> [Task prompt]: Repeat the entries below exactly. Begin with the first line and end with the line that contains "assert_eq!(unravel4(1, &shape), [0, 0, 0, 1]);".

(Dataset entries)
----
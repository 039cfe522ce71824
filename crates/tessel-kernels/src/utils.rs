//! Index helpers shared by the copy kernels

use crate::config::RearrangeConfig;

/// Split a flat row-major position of a 4-D shape into `(n, h, w, c)`.
///
/// `flat` must be below the shape's element count.
#[inline]
pub fn unravel4(mut flat: usize, shape: &[usize; 4]) -> [usize; 4] {
    let c = flat % shape[3];
    flat /= shape[3];
    let w = flat % shape[2];
    flat /= shape[2];
    let h = flat % shape[1];
    flat /= shape[1];
    [flat, h, w, c]
}

/// Elements handed to each parallel task.
///
/// Uses `config.chunk_size` when set, otherwise aims for a few chunks per
/// worker thread without going below `min_parallel_len / 4`.
pub fn chunk_len(len: usize, config: &RearrangeConfig) -> usize {
    if let Some(chunk) = config.chunk_size {
        return chunk.max(1);
    }
    let tasks = worker_threads() * 4;
    len.div_ceil(tasks).max(config.min_parallel_len / 4).max(1)
}

#[cfg(feature = "parallel")]
fn worker_threads() -> usize {
    rayon::current_num_threads()
}

#[cfg(not(feature = "parallel"))]
fn worker_threads() -> usize {
    1
}

#[cfg(test)]
mod tests {
    use super::*;

    #[test]
    fn test_unravel4_row_major() {
        let shape = [2, 3, 4, 5];
        assert_eq!(unravel4(0, &shape), [0, 0, 0, 0]);
        assert_eq!(unravel4(1, &shape), [0, 0, 0, 1]);
        assert_eq!(unravel4(5, &shape), [0, 0, 1, 0]);
        assert_eq!(unravel4(20, &shape), [0, 1, 0, 0]);
        assert_eq!(unravel4(60, &shape), [1, 0, 0, 0]);
        assert_eq!(unravel4(119, &shape), [1, 2, 3, 4]);
    }

    #[test]
    fn test_chunk_len_explicit() {
        let config = RearrangeConfig::default().with_chunk_size(128);
        assert_eq!(chunk_len(1_000_000, &config), 128);
    }

    #[test]
    fn test_chunk_len_auto_has_floor() {
        let config = RearrangeConfig::default();
        assert!(chunk_len(10_000, &config) >= 2_500);
        assert!(chunk_len(0, &config.clone().with_min_parallel_len(0)) >= 1);
    }
}
//! Batch-to-space and space-to-batch entry points
//!
//! Each call validates shapes, reconciles the batch-side layout with the
//! space-side layout, then moves data along one of three paths:
//!
//! - **fast assign** when no boundaries are given: a single bulk assignment
//!   between the 6-D blocked views, written in destination order;
//! - **direct kernel** when the blocked view of the batch-side memory merges
//!   back to 4-D: the crop/pad kernel works on it in place;
//! - **staged kernel** otherwise: a contiguous working buffer in space order
//!   is filled first (batch-to-space) or last (space-to-batch).
//!
//! Every argument check runs before the first element is written.

use tessel_core::{DenseND, Element, Layout, Order, StridedView, StridedViewMut, ViewError};

use crate::config::RearrangeConfig;
use crate::descriptor::BlockDescriptor;
use crate::error::KernelResult;
use crate::reconcile::{
    batch_as_space_blocks, batch_blocks, choose_path, merge_blocks, space_as_batch_blocks,
    space_blocks, CopyPath,
};
use crate::shape::{
    batch_to_space_output_shape, check_output, space_to_batch_output_shape, BATCH_TO_SPACE,
    SPACE_TO_BATCH,
};
use crate::strided_copy::{crop_copy, pad_copy};
use crate::tracing_support::record_rearrangement;

/// Rearrange `[B·b², H, W, C]` into `[B, H·b − bottom − top, W·b − left − right, C]`.
///
/// Batch entry `bh·b + bw` of image `n` becomes the spatial tile offset
/// `(bh, bw)` inside every `b × b` block; the descriptor amounts are then
/// cropped from the assembled extent.
///
/// Execution settings come from [`RearrangeConfig::from_env`].
///
/// # Errors
///
/// See [`batch_to_space_output_shape`]; additionally
/// [`KernelError::ShapePrecondition`](crate::KernelError::ShapePrecondition)
/// if `output` does not have the inferred shape.
///
/// # Examples
///
/// ```
/// use tessel_core::{StridedView, StridedViewMut};
/// use tessel_kernels::{batch_to_space, BlockDescriptor};
///
/// let data: Vec<i32> = (0..16).collect();
/// let input = StridedView::contiguous(&data, &[4, 2, 2, 1]).unwrap();
/// let mut out = vec![0; 16];
/// let mut output = StridedViewMut::contiguous(&mut out, &[1, 4, 4, 1]).unwrap();
///
/// batch_to_space(&input, &mut output, &BlockDescriptor::new(2)).unwrap();
/// assert_eq!(&out[..4], &[0, 4, 1, 5]);
/// ```
pub fn batch_to_space<T: Element>(
    input: &StridedView<'_, T>,
    output: &mut StridedViewMut<'_, T>,
    desc: &BlockDescriptor,
) -> KernelResult<()> {
    batch_to_space_with_config(input, output, desc, &RearrangeConfig::from_env())
}

/// [`batch_to_space`] with explicit execution settings.
pub fn batch_to_space_with_config<T: Element>(
    input: &StridedView<'_, T>,
    output: &mut StridedViewMut<'_, T>,
    desc: &BlockDescriptor,
    config: &RearrangeConfig,
) -> KernelResult<()> {
    let expected = batch_to_space_output_shape(input.shape(), desc)?;
    check_output(BATCH_TO_SPACE, output.shape(), &expected)?;

    let block = desc.block_size;
    let source = StridedView::new(
        input.buffer(),
        batch_as_space_blocks(input.layout(), block)?,
    )?;
    let merged = if desc.is_unbounded() {
        None
    } else {
        merge_blocks(source.layout())?
    };
    let path = choose_path(desc.is_unbounded(), merged.as_ref());

    match (path, merged) {
        (CopyPath::FastAssign, _) => {
            let target = space_blocks(output.layout(), block)?;
            StridedViewMut::new(output.buffer_mut(), target)?.assign(&source)?;
        }
        (CopyPath::KernelDirect, Some(merged)) => {
            let merged = StridedView::new(input.buffer(), merged)?;
            crop_copy(
                &merged,
                output,
                desc.bottom,
                desc.top,
                desc.left,
                desc.right,
                config,
            )?;
        }
        _ => {
            let s = source.shape();
            let space_shape = [s[0], s[1] * s[2], s[3] * s[4], s[5]];
            let mut staging = vec![T::zero(); source.len()];
            StridedViewMut::contiguous(&mut staging, s)?.assign(&source)?;

            let staged = StridedView::contiguous(&staging, &space_shape)?;
            crop_copy(
                &staged,
                output,
                desc.bottom,
                desc.top,
                desc.left,
                desc.right,
                config,
            )?;
        }
    }

    record_rearrangement(BATCH_TO_SPACE, path.as_str(), output.len());
    Ok(())
}

/// Rearrange `[B, H, W, C]` into
/// `[B·b², (H + bottom + top) / b, (W + left + right) / b, C]`.
///
/// The input is zero-padded by the descriptor amounts, cut into `b × b`
/// tiles, and tile offset `(bh, bw)` is moved to batch entry
/// `(bh·b + bw)·B + n`. Padding positions receive `T::zero()` and never read
/// input memory.
///
/// Execution settings come from [`RearrangeConfig::from_env`].
///
/// # Errors
///
/// See [`space_to_batch_output_shape`]; additionally
/// [`KernelError::ShapePrecondition`](crate::KernelError::ShapePrecondition)
/// if `output` does not have the inferred shape.
///
/// # Examples
///
/// ```
/// use tessel_core::{StridedView, StridedViewMut};
/// use tessel_kernels::{space_to_batch, BlockDescriptor};
///
/// let data: Vec<u8> = (1..=4).collect();
/// let input = StridedView::contiguous(&data, &[1, 2, 2, 1]).unwrap();
/// let mut out = vec![0u8; 16];
/// let mut output = StridedViewMut::contiguous(&mut out, &[4, 2, 2, 1]).unwrap();
///
/// let desc = BlockDescriptor::new(2).with_uniform(1);
/// space_to_batch(&input, &mut output, &desc).unwrap();
/// // Batch entry 3 holds the odd rows and columns of the padded image
/// assert_eq!(&out[12..], &[1, 0, 0, 0]);
/// assert_eq!(&out[..4], &[0, 0, 0, 4]);
/// ```
pub fn space_to_batch<T: Element>(
    input: &StridedView<'_, T>,
    output: &mut StridedViewMut<'_, T>,
    desc: &BlockDescriptor,
) -> KernelResult<()> {
    space_to_batch_with_config(input, output, desc, &RearrangeConfig::from_env())
}

/// [`space_to_batch`] with explicit execution settings.
pub fn space_to_batch_with_config<T: Element>(
    input: &StridedView<'_, T>,
    output: &mut StridedViewMut<'_, T>,
    desc: &BlockDescriptor,
    config: &RearrangeConfig,
) -> KernelResult<()> {
    let expected = space_to_batch_output_shape(input.shape(), desc)?;
    check_output(SPACE_TO_BATCH, output.shape(), &expected)?;

    let block = desc.block_size;
    let target = batch_blocks(output.layout(), block)?;
    let merged = if desc.is_unbounded() {
        None
    } else {
        merge_blocks(&batch_as_space_blocks(output.layout(), block)?)?
    };
    let path = choose_path(desc.is_unbounded(), merged.as_ref());

    match (path, merged) {
        (CopyPath::FastAssign, _) => {
            let source = StridedView::new(
                input.buffer(),
                space_as_batch_blocks(input.layout(), block)?,
            )?;
            StridedViewMut::new(output.buffer_mut(), target)?.assign(&source)?;
        }
        (CopyPath::KernelDirect, Some(merged)) => {
            let mut merged = StridedViewMut::new(output.buffer_mut(), merged)?;
            pad_copy(
                input,
                &mut merged,
                desc.bottom,
                desc.top,
                desc.left,
                desc.right,
                config,
            )?;
        }
        _ => {
            let t = target.shape();
            let space_shape = [t[2], t[3] * block, t[4] * block, t[5]];
            let mut staging = vec![T::zero(); output.len()];
            pad_copy(
                input,
                &mut StridedViewMut::contiguous(&mut staging, &space_shape)?,
                desc.bottom,
                desc.top,
                desc.left,
                desc.right,
                config,
            )?;

            let staged = Layout::contiguous(&space_shape, Order::RowMajor);
            let source = StridedView::new(&staging, space_as_batch_blocks(&staged, block)?)?;
            StridedViewMut::new(output.buffer_mut(), target)?.assign(&source)?;
        }
    }

    record_rearrangement(SPACE_TO_BATCH, path.as_str(), output.len());
    Ok(())
}

/// Allocating form of [`batch_to_space`] for owned tensors.
///
/// Inputs whose storage is not one memory block (stepped slices, negative
/// strides) are packed into a contiguous copy first.
///
/// # Examples
///
/// ```
/// use tessel_core::DenseND;
/// use tessel_kernels::{batch_to_space_dense, BlockDescriptor};
///
/// let input = DenseND::from_vec((0..16).collect::<Vec<i64>>(), &[4, 2, 2, 1]).unwrap();
/// let output = batch_to_space_dense(&input, &BlockDescriptor::new(2)).unwrap();
/// assert_eq!(output.shape(), &[1, 4, 4, 1]);
/// ```
pub fn batch_to_space_dense<T: Element>(
    input: &DenseND<T>,
    desc: &BlockDescriptor,
) -> KernelResult<DenseND<T>> {
    let shape = batch_to_space_output_shape(input.shape(), desc)?;
    let mut output = DenseND::zeros(&shape);
    with_input_view(input, |view| {
        batch_to_space(view, &mut output.strided_view_mut()?, desc)
    })?;
    Ok(output)
}

/// Allocating form of [`space_to_batch`] for owned tensors.
///
/// Storage that cannot be viewed in place is handled as in
/// [`batch_to_space_dense`].
pub fn space_to_batch_dense<T: Element>(
    input: &DenseND<T>,
    desc: &BlockDescriptor,
) -> KernelResult<DenseND<T>> {
    let shape = space_to_batch_output_shape(input.shape(), desc)?;
    let mut output = DenseND::zeros(&shape);
    with_input_view(input, |view| {
        space_to_batch(view, &mut output.strided_view_mut()?, desc)
    })?;
    Ok(output)
}

/// Run `f` on a strided view of `input`, packing it into a contiguous copy
/// first when its storage cannot be viewed in place.
fn with_input_view<T, F>(input: &DenseND<T>, f: F) -> KernelResult<()>
where
    T: Element,
    F: FnOnce(&StridedView<'_, T>) -> KernelResult<()>,
{
    match input.strided_view() {
        Ok(view) => f(&view),
        Err(ViewError::UnsupportedStorage { .. }) => {
            let packed = input.to_contiguous();
            f(&packed.strided_view()?)
        }
        Err(err) => Err(err.into()),
    }
}
//! Example demonstrating space-to-batch and batch-to-space
//!
//! Space-to-batch folds every `b × b` spatial tile into the batch axis; this is
//! how dilated convolutions are run as ordinary ones. Batch-to-space undoes it.
//!
//! Run with: cargo run --example space_batch -p tessel-kernels [--features tracing]

use tessel_core::DenseND;
use tessel_kernels::tracing_support::{init_tracing, TracingConfig};
use tessel_kernels::{
    batch_to_space_dense, space_to_batch_dense, space_to_batch_output_shape, BlockDescriptor,
};

fn print_image(label: &str, tensor: &DenseND<i32>) {
    let shape = tensor.shape();
    println!("{} {:?}", label, shape);
    for n in 0..shape[0] {
        println!("  batch {}:", n);
        for h in 0..shape[1] {
            let row: Vec<String> = (0..shape[2])
                .map(|w| format!("{:3}", tensor.get(&[n, h, w, 0]).copied().unwrap_or(0)))
                .collect();
            println!("    {}", row.join(" "));
        }
    }
    println!();
}

fn main() -> anyhow::Result<()> {
    // Path events show up with --features tracing and RUST_LOG=tessel_kernels=debug
    init_tracing(TracingConfig::default())?;

    println!("=== Space-to-Batch Example ===\n");

    // 1. Plain rearrangement of a 4×4 image with block 2
    println!("1. Block 2, no padding");
    println!("----------------------");
    let image = DenseND::from_vec((1..=16).collect::<Vec<i32>>(), &[1, 4, 4, 1])?;
    print_image("Image", &image);

    let desc = BlockDescriptor::new(2);
    let batch = space_to_batch_dense(&image, &desc)?;
    print_image("Batch", &batch);

    // 2. Padding makes a 3×3 image divisible by the block
    println!("2. Block 2, pad one row and one column");
    println!("--------------------------------------");
    let small = DenseND::from_vec((1..=9).collect::<Vec<i32>>(), &[1, 3, 3, 1])?;
    let padded = BlockDescriptor::new(2).with_height(0, 1).with_width(1, 0);
    println!(
        "Output shape: {:?}\n",
        space_to_batch_output_shape(small.shape(), &padded)?.as_slice()
    );
    let batch = space_to_batch_dense(&small, &padded)?;
    print_image("Padded batch", &batch);

    // 3. Cropping with the same amounts restores the input
    println!("3. Batch-to-space with matching crops");
    println!("-------------------------------------");
    let restored = batch_to_space_dense(&batch, &padded)?;
    print_image("Restored", &restored);
    println!("Round trip exact: {}", restored == small);

    Ok(())
}
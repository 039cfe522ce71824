//! Dense tensor implementation
//!
//! Owned tensor storage plus the permute and strided-view operations the
//! rearrangement engine needs from it.

// Core type definition
pub mod types;

// Operation modules
mod shape_ops;
mod views;

// Supporting modules
pub mod densend_traits;

// Re-export the main type
pub use types::DenseND;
----
> [Your response]:
repository 039cfe522ce71824
filename crates/tessel-kernels/src/utils.rs
//! Index helpers shared by the copy kernels

use crate::config::RearrangeConfig;

/// Split a flat row-major position of a 4-D shape into `(n, h, w, c)`.
///
/// `flat` must be below the shape's element count.
#[inline]
pub fn unravel4(mut flat: usize, shape: &[usize; 4]) -> [usize; 4] {
    let c = flat % shape[3];
    flat /= shape[3];
    let w = flat % shape[2];
    flat /= shape[2];
    let h = flat % shape[1];
    flat /= shape[1];
    [flat, h, w, c]
}

/// Elements handed to each parallel task.
///
/// Uses `config.chunk_size` when set, otherwise aims for a few chunks per
/// worker thread without going below `min_parallel_len / 4`.
pub fn chunk_len(len: usize, config: &RearrangeConfig) -> usize {
    if let Some(chunk) = config.chunk_size {
        return chunk.max(1);
    }
    let tasks = worker_threads() * 4;
    len.div_ceil(tasks).max(config.min_parallel_len / 4).max(1)
}

#[cfg(feature = "parallel")]
fn worker_threads() -> usize {
    rayon::current_num_threads()
}

#[cfg(not(feature = "parallel"))]
fn worker_threads() -> usize {
    1
}

#[cfg(test)]
mod tests {
    use super::*;

    #[test]
    fn test_unravel4_row_major() {
        let shape = [2, 3, 4, 5];
        assert_eq!(unravel4(0, &shape), [0, 0, 0, 0]);
        assert_eq!(unravel4(1, &shape), [0, 0, 0, 1]);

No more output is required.